Camptocormia is a marked thoracolumbar flexion which occurs when a patient stands or walks. The underlying cause remains elusive in many, but it has been associated with muscle diseases and movement disorders. We present two patients. The first patient presented at age 70 with a history of becoming increasingly bent the further she walked, similar to her sister and father. She found walking upright uncomfortable and preferred to walk with her spine flexed to 90°. She was diagnosed with axial dystonia. On follow-up 5 years later she was able to walk erect by extending her arms behind her and locking her hands behind her back. She had mild weakness of deltoid and triceps. DNA analysis confirmed a diagnosis of facioscapulohumeral dystrophy (FSHD). The second patient was 57 years old when she developed a bent spine. She noticed she was only able to maintain a straight posture by holding onto a shopping trolley. She recalled her mother having a similar problem. Her CK was mildly raised. She was diagnosed with probable idiopathic axial dystonia. At 68 years old it was noted her eye closure could be overcome and she was slightly weak at both hip flexors. FSHD genetic testing was undertaken and was positive.
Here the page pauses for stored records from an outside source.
//! Response interpretation: walk the envelope down to the report text.
//!
//! A structurally surprising response is not a fault. The run has already
//! paid for the exchange, so the worst acceptable outcome is a placeholder
//! report — never an error the caller has to handle. That is why this
//! stage returns a plain enum instead of a `Result`: the "failure" arms
//! are ordinary values with fixed display texts.

use crate::pipeline::gemini::GenerateContentResponse;
use tracing::debug;

/// Fallback report when the response carries no candidates at all.
pub const NO_RESULT_TEXT: &str = "No result to display.";

/// Fallback report when candidates exist but no segment carries text.
pub const NO_TEXT_IN_RESULT: &str = "No text in the result.";

/// Outcome of interpreting a response envelope.
#[derive(Debug, Clone, PartialEq, Eq)]
pub enum ExtractedText {
    /// The first candidate produced readable text.
    Text(String),
    /// The candidate list was empty.
    NoCandidates,
    /// A candidate existed but none of its segments carried text.
    NoText,
}

impl ExtractedText {
    /// The text to render, fallback messages included.
    pub fn display_text(&self) -> &str {
        match self {
            ExtractedText::Text(t) => t,
            ExtractedText::NoCandidates => NO_RESULT_TEXT,
            ExtractedText::NoText => NO_TEXT_IN_RESULT,
        }
    }

    /// Whether this is a real model answer rather than a placeholder.
    pub fn is_report(&self) -> bool {
        matches!(self, ExtractedText::Text(_))
    }
}

/// Flatten the response into display text.
///
/// Only the first candidate is considered. Every segment with a present
/// text value is kept, in order, joined with newlines; segments without
/// text (inline data, tool calls) are skipped silently.
pub fn extract_text(response: &GenerateContentResponse) -> ExtractedText {
    let Some(candidate) = response.candidates.first() else {
        debug!("Response carried no candidates");
        return ExtractedText::NoCandidates;
    };

    let parts = candidate
        .content
        .as_ref()
        .map(|c| c.parts.as_slice())
        .unwrap_or_default();

    let text = parts
        .iter()
        .filter_map(|p| p.text.as_deref())
        .filter(|t| !t.is_empty())
        .collect::<Vec<_>>()
        .join("\n");

    if text.is_empty() {
        debug!("First candidate carried no textual segments");
        ExtractedText::NoText
    } else {
        ExtractedText::Text(text)
    }
}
Conclusion (1) FSHD can present with localised weakness giving a classical camptocormia phenotype. (2) When presenting to movement disorder experts with a manoeuvre suggestive of a ‘geste antagoniste’, axial dystonia may be misdiagnosed. (3) The cause underlying camptocormia often remains undiagnosed. We propose a few subtle differences in the phenotypes of camptocormia due muscle disease, Parkinson's disease and dystonia which may help guide investigations.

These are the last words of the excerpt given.